Purwakarta, Jawa Barat – MediaViral.net
Dugaan praktik korupsi kembali mencuat dalam pengelolaan dana desa. Kali ini, sorotan tajam mengarah ke Pemerintah Desa Sirnagalih, Kecamatan Maniis, Kabupaten Purwakarta, Jawa Barat.
Total dana desa yang diterima sejak 2024 hingga 2025 mencapai lebih dari Rp1,72 miliar, namun penggunaannya diduga sarat rekayasa dan tidak transparan.

Advokat LBHK-Wartawan Jawa Barat, Syahrul, SH., MH, mengungkapkan bahwa pihaknya menemukan sejumlah kejanggalan serius dalam laporan penggunaan dana desa yang disampaikan kepala desa ke kementerian.

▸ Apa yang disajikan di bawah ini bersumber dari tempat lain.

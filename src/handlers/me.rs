//! Handler for getting current user information.

use crate::{
    App, Backend, CurrentUser, EmailSender, UserResponse,
    error::{AppError, ErrorResponse},
    handlers::login::SessionResponse,
};
use axum::{Json, Router, extract::State, routing::get};
use utoipa::OpenApi;

pub const ME_PATH: &str = "/api/auth/me";

#[derive(OpenApi)]
#[openapi(paths(me_get), components(schemas(SessionResponse, UserResponse, ErrorResponse)))]
pub(crate) struct MeApi;

/// Returns routes for the me endpoint.
pub fn me_routes<B: Backend, E: EmailSender>() -> Router<App<B, E>> {
    Router::new().route(ME_PATH, get(me_get::<B, E>))
}

/// Get the current authenticated user.
///
/// Loads the row so `emailVerified` reflects confirmations made after login.
#[utoipa::path(
    get,
    path = "",
    responses(
        (status = OK, body = SessionResponse),
        (status = UNAUTHORIZED, body = ErrorResponse),
        (status = NOT_FOUND, body = ErrorResponse)
    )
)]
pub async fn me_get<B: Backend, E: EmailSender>(
    current_user: CurrentUser,
    State(app): State<App<B, E>>,
) -> Result<Json<SessionResponse>, AppError> {
    let user = app
        .backend()
        .user_get_by_id(current_user.user_id)
        .await
        .map_err(AppError::from_backend)?
        .ok_or(AppError::UserNotFound)?;

    Ok(Json(SessionResponse {
        success: true,
        user: UserResponse::from(&user),
    }))
}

“Kami menduga kuat laporan tersebut direkayasa dan berpotensi merugikan keuangan negara,” tegas Syahrul.
Anggaran Fantastis, Realisasi Dipertanyakan
Pada tahun 2025 saja, Desa Sirnagalih menerima dana desa sekitar Rp855 juta, dengan tahap pertama sebesar Rp448 juta lebih. Anggaran tersebut diklaim digunakan untuk berbagai proyek, mulai dari pembangunan jalan, drainase, hingga penyertaan modal BUMDes.
Namun, sejumlah pos anggaran justru menjadi sorotan tajam, di antaranya:
Keadaan Mendesak: Rp100,8 juta
Penyertaan Modal: Rp223 juta
Pembangunan Infrastruktur Jalan dan Drainase: Rp100 juta lebih
Sementara pada tahun 2024, dana sebesar Rp868 juta juga digunakan untuk berbagai kegiatan, termasuk pembangunan pemakaman desa yang menelan anggaran fantastis Rp196 juta, serta proyek jalan dan irigasi.
Modus Lama, Pola Berulang
LBHK-Wartawan Jabar mengendus sejumlah modus klasik dalam dugaan korupsi dana desa, seperti:
Markup anggaran proyek
Kegiatan fiktif
Penggelapan dana
Pemotongan anggaran
Manipulasi laporan pertanggungjawaban
Tak hanya itu, dugaan adanya sisa dana tahun 2024 yang tidak jelas keberadaannya juga menjadi pertanyaan besar.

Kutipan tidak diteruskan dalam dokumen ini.